Gina pulls up in her black Volkswagen, reaches across and gives the passenger side door a shove. “You look like crap,” she says to me. “Sally will know what to do.”

Sally is Gina’s psychic. Gina is taking me to see Sally as a welcome-home gift. Gina thinks this is a good idea. I do not, but because Gina means well, I try to be open.

A trio of Virgins dangles from Gina’s rearview mirror like a tiny ballet troupe, their feet pirouetting on snakes. A blue statue of Mary bobs on a spring on the dash. Around Gina’s neck there’s another small gold Virgin, a St. Christopher medal, and a red Italian horn. The whole car smells like vanilla air freshener and peppermint gum. New Age music clinks around on the stereo. The music sounds like coins being dropped by handfuls into a metal sink. It’s meant to be soothing, like rain maybe, but it isn’t.
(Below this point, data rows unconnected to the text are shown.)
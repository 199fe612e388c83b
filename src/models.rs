//! Data models for listing entries and the state of a verification run.
//!
//! - [`Entry`]: one listed submission, built per page load and dropped after comparison
//! - [`RawListing`]: the extracted columns of a single page, before pairing
//! - [`Cursor`]: the running (verified count, newest bound) carried between pages
//! - [`WalkReport`]: how far a walk got
//! - [`RunSummary`]: the serializable outcome of a whole run

use std::time::Duration;

use chrono::{DateTime, Utc};
use itertools::izip;
use serde::{Deserialize, Serialize};

use crate::error::{VerifyError, WalkFailure};

/// A single submission as listed on the page.
#[derive(Debug, Clone, PartialEq, Eq)]
pub struct Entry {
    pub id: String,
    pub title: String,
    pub timestamp: DateTime<Utc>,
}

impl Entry {
    pub fn new(id: impl Into<String>, title: impl Into<String>, timestamp: DateTime<Utc>) -> Self {
        Self {
            id: id.into(),
            title: title.into(),
            timestamp,
        }
    }
}

/// Everything extracted from one page load.
///
/// The three entry columns are kept apart until [`RawListing::into_entries`]
/// so a partially rendered page shows up as a count mismatch instead of
/// silently mispairing titles with timestamps.
#[derive(Debug, Clone, Default)]
pub struct RawListing {
    pub timestamps: Vec<DateTime<Utc>>,
    pub ids: Vec<String>,
    pub titles: Vec<String>,
    /// Href of every pagination control found on the page.
    pub more_links: Vec<String>,
    /// The page body, kept for failure dumps.
    pub raw: String,
}

impl RawListing {
    /// Pair the columns into entries.
    ///
    /// # Errors
    ///
    /// [`VerifyError::StructuralMismatch`] when the columns differ in length.
    pub fn into_entries(self) -> Result<Vec<Entry>, VerifyError> {
        let (timestamps, ids, titles) = (self.timestamps.len(), self.ids.len(), self.titles.len());
        if timestamps != ids || ids != titles {
            return Err(VerifyError::StructuralMismatch {
                timestamps,
                ids,
                titles,
            });
        }

        Ok(izip!(self.ids, self.titles, self.timestamps)
            .map(|(id, title, timestamp)| Entry::new(id, title, timestamp))
            .collect())
    }
}

/// Running state of a walk.
///
/// `verified` only grows and `bound` only moves back in time (or stays put).
#[derive(Debug, Clone, Copy, PartialEq, Eq)]
pub struct Cursor {
    pub verified: usize,
    /// Timestamp of the most recently verified entry; the next one must not exceed it.
    pub bound: DateTime<Utc>,
}

impl Cursor {
    pub fn start(bound: DateTime<Utc>) -> Self {
        Self { verified: 0, bound }
    }

    pub fn remaining(&self, target: usize) -> usize {
        target.saturating_sub(self.verified)
    }
}

/// Progress of a walk; the final value when it reaches its target.
#[derive(Debug, Clone, Default, PartialEq, Eq)]
pub struct WalkReport {
    pub verified: usize,
    pub pages_fetched: usize,
    pub duplicates_skipped: usize,
    /// Timestamp of the first verified entry.
    pub newest: Option<DateTime<Utc>>,
    /// Timestamp of the last verified entry.
    pub oldest: Option<DateTime<Utc>>,
}

/// Serializable outcome of a run, written by `--summary-json`.
#[derive(Debug, Clone, Serialize, Deserialize)]
pub struct RunSummary {
    pub passed: bool,
    pub target: usize,
    pub verified: usize,
    pub pages_fetched: usize,
    pub duplicates_skipped: usize,
    pub newest: Option<DateTime<Utc>>,
    pub oldest: Option<DateTime<Utc>>,
    pub started_at: DateTime<Utc>,
    pub elapsed_ms: u64,
    pub failure: Option<String>,
}

impl RunSummary {
    /// Summarize a finished walk.
    pub fn new(
        outcome: &Result<WalkReport, WalkFailure>,
        target: usize,
        started_at: DateTime<Utc>,
        elapsed: Duration,
    ) -> Self {
        let (report, failure) = match outcome {
            Ok(report) => (report, None),
            Err(failure) => (&failure.progress, Some(failure.to_string())),
        };
        Self {
            passed: failure.is_none(),
            target,
            verified: report.verified,
            pages_fetched: report.pages_fetched,
            duplicates_skipped: report.duplicates_skipped,
            newest: report.newest,
            oldest: report.oldest,
            started_at,
            elapsed_ms: elapsed.as_millis() as u64,
            failure,
        }
    }
}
I buckle up and check my face in the visor mirror. Gina’s right. I look like crap. I look like someone who hasn’t been sleeping. I haven’t been sleeping. A few days before, I fell face down on the sidewalk. I had not been drinking. I had not been dizzy. I had not tripped on any discernible thing. I had just gone down flat beneath a sign for Jesters Tattoo Shop. Jesters’ logo is a laughing devil in a flaming jingle bell cap.  There is still gravel in my chin. My right hand is scabbed over. My right shoulder aches.

Gina flicks her mirrored sunglasses onto her head, slaps the visor up, and says, “You won’t be sorry.”

Ever since I moved back to Pittsburgh, I’ve been a wreck. My father is dead, and my mother is heartbroken and sick. She has breast cancer. They tell us it’s in remission, but now her heart, the actual organ, is failing. “A bee’s nest,” the doctor says. The list of possibilities is long, awful—heart attack, stroke, embolisms. “It’s hard to say what will happen,” the doctor says. “We’ll do what we can.”

When I asked my mother if she wanted me to come home, she said, “Do what you have to do. We’re fine.”

We, she said. We’re fine.

There was no we. My mother was alone. After fifty years of marriage, she couldn’t give my father up. “It’s freezing out,” she said the day he died. It was snowing. The wind felt like a slap. My mother tried to stop the funeral director from lowering my father’s bronze casket into the ground, like she was worried my father would die out there. “We can’t bear it,” she said, meaning the cold.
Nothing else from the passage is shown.